### WORK ITEM
The sole answer should be the number of lines in the material below that hold "push".

### PROVIDED INFORMATION
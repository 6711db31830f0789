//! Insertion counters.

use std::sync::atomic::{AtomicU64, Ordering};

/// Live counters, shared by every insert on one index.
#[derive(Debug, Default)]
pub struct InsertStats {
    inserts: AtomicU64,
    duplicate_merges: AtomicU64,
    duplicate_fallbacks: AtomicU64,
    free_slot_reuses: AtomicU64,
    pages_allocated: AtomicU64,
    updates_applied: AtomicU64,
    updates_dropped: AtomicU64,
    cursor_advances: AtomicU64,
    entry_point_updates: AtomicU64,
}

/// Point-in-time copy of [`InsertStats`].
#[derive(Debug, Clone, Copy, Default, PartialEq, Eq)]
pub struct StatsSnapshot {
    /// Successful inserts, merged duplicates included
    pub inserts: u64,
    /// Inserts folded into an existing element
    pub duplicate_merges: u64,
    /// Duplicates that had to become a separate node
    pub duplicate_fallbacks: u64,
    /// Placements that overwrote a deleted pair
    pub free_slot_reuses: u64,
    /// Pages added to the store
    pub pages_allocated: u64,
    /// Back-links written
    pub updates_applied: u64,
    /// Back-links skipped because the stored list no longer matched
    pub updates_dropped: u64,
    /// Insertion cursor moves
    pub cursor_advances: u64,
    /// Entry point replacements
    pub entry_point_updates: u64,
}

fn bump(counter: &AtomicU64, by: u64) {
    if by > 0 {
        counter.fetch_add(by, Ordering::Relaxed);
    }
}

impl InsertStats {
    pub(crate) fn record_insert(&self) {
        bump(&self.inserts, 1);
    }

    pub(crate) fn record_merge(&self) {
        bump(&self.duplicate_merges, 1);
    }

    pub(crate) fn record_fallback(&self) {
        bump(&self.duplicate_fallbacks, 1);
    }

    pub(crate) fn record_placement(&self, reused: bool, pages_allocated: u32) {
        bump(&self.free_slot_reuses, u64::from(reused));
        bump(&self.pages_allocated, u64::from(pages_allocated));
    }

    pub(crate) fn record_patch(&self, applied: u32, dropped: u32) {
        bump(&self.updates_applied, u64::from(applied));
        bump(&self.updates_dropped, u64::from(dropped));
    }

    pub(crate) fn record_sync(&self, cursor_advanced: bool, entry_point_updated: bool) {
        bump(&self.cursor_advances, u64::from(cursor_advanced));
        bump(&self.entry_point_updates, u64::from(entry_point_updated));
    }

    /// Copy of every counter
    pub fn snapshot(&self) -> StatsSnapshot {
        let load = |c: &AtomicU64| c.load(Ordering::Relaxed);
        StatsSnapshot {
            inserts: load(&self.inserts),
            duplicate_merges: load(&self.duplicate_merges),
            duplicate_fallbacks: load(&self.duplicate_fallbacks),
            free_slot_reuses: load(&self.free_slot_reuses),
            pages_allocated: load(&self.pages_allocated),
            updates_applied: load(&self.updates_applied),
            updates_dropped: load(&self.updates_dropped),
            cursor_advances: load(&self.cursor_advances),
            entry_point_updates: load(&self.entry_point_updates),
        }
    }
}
* * *
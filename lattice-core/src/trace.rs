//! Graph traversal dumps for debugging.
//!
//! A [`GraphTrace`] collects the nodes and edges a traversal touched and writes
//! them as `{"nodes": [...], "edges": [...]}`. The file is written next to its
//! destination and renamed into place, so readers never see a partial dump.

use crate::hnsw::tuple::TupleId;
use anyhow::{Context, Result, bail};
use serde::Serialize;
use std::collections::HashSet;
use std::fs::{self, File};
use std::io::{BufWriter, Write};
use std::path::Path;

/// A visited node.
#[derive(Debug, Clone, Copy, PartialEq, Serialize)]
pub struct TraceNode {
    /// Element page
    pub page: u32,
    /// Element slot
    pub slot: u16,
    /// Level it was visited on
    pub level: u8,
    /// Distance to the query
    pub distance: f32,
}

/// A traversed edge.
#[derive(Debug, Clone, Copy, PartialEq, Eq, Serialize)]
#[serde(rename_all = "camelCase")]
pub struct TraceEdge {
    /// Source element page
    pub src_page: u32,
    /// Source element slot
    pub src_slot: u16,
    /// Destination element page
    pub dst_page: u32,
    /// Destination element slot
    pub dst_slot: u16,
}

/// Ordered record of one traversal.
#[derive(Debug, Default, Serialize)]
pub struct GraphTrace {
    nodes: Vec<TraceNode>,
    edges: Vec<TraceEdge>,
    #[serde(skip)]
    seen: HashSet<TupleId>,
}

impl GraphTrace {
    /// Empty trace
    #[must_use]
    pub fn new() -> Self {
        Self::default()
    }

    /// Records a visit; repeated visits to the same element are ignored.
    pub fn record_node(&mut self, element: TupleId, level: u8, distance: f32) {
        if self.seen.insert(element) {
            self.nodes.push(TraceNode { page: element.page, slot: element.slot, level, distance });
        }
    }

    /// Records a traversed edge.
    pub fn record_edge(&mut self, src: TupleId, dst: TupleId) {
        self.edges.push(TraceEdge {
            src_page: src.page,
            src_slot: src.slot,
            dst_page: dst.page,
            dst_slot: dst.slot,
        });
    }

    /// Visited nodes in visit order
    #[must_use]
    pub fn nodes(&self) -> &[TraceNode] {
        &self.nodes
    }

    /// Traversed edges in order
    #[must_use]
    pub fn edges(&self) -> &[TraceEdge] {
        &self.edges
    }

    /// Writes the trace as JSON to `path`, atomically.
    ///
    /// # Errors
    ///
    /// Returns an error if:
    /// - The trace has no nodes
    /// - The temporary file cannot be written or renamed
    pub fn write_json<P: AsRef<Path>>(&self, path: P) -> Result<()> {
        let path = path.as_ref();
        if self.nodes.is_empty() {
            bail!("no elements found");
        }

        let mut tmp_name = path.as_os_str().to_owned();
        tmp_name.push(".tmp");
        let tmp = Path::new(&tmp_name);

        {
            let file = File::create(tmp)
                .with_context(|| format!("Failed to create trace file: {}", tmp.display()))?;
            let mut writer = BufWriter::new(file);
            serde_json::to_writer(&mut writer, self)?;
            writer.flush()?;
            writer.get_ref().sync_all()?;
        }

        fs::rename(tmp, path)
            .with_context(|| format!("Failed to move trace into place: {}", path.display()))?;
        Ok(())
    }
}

### RESULT
3